EXERCISE -> Within the records below, reproduce without change the lines from the line that has "loaded from environment variables." through the line that has "Catalog location, an", and only those.

SUPPLIED RECORDS ->
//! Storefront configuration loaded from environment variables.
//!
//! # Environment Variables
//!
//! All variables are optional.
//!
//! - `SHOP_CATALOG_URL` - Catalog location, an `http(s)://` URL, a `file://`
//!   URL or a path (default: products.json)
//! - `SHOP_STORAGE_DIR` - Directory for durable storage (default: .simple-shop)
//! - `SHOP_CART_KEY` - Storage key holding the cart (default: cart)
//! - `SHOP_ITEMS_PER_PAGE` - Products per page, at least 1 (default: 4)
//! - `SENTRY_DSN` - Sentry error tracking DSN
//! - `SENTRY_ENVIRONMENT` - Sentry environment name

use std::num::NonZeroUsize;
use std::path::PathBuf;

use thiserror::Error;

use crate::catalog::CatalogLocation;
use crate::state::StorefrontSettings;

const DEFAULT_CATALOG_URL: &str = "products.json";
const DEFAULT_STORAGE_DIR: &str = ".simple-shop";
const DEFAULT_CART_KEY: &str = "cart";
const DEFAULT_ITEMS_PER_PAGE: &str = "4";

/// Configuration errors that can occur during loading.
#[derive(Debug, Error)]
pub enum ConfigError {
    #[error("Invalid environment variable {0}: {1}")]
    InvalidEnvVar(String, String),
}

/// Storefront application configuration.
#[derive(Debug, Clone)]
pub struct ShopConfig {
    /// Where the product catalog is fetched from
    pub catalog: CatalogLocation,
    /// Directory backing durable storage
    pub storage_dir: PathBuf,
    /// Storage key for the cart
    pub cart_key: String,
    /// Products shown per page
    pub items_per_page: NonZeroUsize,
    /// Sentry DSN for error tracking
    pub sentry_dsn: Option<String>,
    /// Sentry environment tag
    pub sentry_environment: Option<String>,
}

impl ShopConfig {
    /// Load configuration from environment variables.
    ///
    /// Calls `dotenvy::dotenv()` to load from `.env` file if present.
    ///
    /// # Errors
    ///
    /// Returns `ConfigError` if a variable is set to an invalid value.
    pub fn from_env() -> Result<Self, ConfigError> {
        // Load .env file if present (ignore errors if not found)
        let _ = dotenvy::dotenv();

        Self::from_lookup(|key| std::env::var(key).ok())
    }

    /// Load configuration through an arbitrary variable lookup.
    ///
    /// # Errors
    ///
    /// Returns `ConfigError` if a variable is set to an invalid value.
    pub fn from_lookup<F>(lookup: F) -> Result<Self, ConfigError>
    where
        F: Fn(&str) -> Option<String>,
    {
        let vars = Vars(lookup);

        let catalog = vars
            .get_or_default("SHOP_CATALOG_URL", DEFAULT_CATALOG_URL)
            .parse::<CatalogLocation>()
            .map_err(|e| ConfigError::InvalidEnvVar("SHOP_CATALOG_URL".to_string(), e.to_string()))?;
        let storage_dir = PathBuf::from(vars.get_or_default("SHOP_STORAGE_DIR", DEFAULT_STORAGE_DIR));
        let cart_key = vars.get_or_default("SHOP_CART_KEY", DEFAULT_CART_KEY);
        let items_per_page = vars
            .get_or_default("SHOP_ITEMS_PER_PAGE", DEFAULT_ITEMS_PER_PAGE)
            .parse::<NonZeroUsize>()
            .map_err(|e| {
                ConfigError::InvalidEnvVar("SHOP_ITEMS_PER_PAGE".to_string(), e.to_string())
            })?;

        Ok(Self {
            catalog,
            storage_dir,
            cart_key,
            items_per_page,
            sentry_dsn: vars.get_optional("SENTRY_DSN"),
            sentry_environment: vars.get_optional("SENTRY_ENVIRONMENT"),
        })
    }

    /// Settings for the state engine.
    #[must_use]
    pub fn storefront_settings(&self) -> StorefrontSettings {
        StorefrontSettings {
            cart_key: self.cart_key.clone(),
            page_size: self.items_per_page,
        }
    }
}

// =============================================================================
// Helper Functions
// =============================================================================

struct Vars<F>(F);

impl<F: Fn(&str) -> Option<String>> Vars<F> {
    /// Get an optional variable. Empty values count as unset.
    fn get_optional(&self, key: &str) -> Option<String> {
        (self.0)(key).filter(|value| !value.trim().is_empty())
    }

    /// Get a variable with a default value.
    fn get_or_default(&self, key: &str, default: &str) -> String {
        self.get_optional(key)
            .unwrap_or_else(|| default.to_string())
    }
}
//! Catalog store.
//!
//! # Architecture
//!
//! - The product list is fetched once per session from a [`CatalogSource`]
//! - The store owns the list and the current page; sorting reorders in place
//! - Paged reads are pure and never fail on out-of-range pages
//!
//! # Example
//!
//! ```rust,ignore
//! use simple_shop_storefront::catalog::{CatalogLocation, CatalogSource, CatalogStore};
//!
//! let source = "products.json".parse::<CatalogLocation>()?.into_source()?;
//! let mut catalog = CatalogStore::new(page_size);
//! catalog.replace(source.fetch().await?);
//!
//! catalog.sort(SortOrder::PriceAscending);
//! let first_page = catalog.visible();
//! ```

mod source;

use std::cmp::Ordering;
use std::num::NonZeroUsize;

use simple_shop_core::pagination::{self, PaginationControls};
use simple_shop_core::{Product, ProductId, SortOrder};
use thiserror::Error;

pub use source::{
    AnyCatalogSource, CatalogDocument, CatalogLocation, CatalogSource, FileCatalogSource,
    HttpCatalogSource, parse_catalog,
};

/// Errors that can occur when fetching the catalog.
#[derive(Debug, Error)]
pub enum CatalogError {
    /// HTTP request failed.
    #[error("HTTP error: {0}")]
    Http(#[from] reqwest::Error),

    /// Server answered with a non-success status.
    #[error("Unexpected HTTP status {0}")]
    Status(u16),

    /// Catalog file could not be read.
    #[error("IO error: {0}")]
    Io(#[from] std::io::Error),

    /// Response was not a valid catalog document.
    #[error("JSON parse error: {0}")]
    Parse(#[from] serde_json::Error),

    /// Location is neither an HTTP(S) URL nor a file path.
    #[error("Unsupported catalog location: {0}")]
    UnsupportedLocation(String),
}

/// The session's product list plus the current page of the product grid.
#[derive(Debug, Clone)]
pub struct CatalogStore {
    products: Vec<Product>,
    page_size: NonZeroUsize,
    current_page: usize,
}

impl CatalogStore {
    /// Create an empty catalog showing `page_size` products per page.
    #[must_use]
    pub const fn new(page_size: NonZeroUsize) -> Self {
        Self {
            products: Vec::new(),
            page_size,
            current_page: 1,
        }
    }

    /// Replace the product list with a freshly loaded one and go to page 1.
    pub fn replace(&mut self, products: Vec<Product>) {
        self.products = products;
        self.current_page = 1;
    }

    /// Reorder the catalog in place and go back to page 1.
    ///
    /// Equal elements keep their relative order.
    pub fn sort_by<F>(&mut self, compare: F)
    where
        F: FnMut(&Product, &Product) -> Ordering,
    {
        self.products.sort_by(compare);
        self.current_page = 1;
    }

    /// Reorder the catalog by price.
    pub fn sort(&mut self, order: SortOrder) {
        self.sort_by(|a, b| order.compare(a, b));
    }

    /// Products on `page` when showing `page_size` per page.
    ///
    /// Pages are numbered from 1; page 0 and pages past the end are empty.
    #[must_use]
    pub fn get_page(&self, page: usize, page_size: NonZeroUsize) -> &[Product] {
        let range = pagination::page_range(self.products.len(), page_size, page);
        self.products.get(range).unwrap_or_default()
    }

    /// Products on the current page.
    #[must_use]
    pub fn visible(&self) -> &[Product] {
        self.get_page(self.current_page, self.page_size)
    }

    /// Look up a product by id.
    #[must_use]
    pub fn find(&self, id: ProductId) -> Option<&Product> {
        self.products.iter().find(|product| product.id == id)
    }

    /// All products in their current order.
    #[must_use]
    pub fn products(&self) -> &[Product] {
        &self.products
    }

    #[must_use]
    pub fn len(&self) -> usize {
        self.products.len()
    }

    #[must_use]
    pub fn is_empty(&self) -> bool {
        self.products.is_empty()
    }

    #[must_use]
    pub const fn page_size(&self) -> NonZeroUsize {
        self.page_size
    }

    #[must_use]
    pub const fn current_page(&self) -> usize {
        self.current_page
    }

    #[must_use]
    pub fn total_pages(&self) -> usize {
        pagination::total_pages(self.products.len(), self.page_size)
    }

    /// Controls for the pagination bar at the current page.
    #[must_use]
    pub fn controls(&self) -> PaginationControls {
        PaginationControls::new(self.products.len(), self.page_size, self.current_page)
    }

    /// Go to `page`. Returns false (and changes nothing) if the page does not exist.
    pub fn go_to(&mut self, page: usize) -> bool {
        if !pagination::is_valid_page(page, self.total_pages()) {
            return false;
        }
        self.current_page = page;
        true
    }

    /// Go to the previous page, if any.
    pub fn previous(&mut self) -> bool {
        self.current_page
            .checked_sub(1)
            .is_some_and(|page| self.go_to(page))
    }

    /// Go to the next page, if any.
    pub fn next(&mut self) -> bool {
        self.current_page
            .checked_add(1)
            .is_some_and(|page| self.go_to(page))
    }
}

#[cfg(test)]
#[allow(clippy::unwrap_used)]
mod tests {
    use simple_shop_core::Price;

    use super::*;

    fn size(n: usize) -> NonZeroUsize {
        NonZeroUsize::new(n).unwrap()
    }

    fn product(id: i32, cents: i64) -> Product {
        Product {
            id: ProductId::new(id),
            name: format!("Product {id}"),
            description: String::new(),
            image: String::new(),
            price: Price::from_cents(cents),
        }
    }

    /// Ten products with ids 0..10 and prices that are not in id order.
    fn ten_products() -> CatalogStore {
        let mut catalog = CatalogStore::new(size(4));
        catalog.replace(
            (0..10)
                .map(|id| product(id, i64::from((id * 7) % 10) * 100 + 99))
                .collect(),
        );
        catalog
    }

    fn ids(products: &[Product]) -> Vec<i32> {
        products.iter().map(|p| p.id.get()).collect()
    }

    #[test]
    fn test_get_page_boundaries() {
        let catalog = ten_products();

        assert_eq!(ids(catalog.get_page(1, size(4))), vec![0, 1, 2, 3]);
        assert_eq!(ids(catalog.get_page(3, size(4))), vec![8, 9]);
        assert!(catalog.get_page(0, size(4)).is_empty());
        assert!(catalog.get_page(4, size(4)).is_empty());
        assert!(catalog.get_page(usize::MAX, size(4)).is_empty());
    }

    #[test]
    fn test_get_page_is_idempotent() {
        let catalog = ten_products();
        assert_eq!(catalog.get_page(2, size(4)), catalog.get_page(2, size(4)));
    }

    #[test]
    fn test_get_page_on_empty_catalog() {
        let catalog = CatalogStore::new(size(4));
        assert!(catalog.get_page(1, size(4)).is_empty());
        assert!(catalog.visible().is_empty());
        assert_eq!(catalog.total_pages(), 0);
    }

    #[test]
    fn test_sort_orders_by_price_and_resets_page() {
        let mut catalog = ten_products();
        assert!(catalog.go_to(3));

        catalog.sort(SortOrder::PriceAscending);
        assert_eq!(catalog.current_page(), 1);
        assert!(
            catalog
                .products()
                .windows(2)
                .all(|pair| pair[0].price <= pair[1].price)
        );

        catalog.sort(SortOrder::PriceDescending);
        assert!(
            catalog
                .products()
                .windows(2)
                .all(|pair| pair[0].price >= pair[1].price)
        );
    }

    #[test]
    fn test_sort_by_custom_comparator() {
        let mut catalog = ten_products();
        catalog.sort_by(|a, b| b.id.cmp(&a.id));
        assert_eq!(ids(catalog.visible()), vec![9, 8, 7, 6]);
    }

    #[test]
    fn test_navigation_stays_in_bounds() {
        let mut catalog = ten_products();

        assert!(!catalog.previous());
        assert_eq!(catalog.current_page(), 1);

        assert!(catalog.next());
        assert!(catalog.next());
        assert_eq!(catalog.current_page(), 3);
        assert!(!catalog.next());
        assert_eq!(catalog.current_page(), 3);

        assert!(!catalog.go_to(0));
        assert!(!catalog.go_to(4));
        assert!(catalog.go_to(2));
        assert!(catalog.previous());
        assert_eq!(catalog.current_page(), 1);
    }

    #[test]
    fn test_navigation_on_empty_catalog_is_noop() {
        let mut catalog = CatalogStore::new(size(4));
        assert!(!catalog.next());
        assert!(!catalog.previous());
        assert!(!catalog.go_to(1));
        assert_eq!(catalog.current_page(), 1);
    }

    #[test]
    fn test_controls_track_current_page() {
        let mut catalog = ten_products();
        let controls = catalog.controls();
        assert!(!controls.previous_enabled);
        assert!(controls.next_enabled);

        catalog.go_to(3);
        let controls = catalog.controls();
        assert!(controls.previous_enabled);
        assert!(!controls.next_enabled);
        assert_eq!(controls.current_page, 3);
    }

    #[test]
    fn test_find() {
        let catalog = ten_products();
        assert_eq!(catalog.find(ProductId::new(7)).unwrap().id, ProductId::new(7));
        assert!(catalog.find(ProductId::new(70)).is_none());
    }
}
* * *
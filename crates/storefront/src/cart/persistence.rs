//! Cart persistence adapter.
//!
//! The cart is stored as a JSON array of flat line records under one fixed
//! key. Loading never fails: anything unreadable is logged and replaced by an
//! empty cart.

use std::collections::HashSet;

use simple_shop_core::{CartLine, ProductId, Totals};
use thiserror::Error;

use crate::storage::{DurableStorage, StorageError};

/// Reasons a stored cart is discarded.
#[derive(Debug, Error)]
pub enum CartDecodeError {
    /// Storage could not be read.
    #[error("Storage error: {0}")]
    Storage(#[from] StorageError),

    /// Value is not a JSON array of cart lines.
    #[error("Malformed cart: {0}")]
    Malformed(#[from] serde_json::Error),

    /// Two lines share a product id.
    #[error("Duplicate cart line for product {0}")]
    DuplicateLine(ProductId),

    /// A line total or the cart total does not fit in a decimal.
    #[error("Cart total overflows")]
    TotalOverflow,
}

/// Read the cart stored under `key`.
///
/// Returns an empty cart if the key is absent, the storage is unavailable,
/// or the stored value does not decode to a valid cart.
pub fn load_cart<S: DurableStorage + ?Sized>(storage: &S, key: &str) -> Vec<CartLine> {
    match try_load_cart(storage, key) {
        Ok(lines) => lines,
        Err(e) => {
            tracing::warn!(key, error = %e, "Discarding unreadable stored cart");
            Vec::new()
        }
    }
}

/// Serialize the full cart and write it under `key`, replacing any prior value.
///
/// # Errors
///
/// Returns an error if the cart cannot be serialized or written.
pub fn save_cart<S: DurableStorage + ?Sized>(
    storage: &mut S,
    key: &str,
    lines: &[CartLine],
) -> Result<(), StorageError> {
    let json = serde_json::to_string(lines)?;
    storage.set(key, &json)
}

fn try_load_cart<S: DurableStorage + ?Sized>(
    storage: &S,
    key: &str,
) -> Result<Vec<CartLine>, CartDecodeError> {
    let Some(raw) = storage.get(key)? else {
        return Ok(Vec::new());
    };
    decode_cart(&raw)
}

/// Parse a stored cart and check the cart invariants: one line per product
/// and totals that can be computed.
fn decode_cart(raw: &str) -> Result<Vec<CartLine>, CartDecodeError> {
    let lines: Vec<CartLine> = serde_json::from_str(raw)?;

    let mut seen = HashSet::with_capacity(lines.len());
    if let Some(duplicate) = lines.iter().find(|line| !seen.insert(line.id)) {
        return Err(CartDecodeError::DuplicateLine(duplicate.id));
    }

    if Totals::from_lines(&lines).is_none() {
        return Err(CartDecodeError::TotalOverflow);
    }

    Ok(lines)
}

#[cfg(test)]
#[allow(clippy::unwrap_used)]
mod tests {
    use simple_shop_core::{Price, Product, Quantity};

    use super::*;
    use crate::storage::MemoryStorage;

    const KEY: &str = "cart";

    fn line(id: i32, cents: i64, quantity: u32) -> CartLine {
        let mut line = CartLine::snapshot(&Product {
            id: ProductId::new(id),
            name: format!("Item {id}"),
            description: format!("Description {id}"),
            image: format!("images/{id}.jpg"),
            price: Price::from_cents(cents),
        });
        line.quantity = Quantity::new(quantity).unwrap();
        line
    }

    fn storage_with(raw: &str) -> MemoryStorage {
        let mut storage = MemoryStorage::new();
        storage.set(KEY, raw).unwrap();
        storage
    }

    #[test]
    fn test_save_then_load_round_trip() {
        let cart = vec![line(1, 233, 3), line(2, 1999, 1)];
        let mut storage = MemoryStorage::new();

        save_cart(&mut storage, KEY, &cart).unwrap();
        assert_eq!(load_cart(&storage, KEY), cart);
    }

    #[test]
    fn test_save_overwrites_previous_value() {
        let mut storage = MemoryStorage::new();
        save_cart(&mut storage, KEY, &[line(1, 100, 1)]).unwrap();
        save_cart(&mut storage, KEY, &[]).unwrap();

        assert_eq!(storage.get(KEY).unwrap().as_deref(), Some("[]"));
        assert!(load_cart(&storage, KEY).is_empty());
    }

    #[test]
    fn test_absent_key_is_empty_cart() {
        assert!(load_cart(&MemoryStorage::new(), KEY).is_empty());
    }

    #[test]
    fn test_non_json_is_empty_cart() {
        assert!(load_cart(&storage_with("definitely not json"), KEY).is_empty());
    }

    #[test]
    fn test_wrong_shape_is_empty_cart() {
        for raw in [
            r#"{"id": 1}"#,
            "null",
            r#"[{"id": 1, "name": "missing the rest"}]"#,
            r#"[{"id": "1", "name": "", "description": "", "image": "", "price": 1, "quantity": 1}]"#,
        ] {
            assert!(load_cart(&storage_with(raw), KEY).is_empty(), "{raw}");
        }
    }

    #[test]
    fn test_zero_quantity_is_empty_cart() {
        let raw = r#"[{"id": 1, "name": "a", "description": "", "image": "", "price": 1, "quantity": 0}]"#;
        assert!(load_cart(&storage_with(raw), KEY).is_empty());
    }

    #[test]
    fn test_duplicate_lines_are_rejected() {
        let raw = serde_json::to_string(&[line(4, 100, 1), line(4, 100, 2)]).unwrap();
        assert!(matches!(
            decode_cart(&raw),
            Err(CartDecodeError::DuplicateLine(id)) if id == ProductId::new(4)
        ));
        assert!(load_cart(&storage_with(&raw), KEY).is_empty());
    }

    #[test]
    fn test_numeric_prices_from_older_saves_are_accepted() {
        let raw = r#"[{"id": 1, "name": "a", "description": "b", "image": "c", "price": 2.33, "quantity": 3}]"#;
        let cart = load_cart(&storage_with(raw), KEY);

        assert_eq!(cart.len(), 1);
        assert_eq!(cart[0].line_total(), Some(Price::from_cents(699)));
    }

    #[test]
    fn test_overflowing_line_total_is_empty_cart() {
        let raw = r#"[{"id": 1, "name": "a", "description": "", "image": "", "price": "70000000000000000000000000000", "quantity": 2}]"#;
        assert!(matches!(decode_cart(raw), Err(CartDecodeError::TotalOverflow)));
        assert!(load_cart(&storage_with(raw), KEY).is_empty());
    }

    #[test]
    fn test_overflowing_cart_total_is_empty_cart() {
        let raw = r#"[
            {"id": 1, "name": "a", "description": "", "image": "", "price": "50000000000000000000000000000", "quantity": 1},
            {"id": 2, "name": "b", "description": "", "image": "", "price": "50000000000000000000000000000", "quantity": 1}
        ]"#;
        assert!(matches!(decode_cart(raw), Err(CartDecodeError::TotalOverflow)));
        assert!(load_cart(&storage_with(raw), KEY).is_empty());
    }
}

OUTPUT BELOW ->
//! Storefront configuration loaded from environment variables.
//!
//! # Environment Variables
//!
//! All variables are optional.
//!
//! - `SHOP_CATALOG_URL` - Catalog location, an `http(s)://` URL, a `file://`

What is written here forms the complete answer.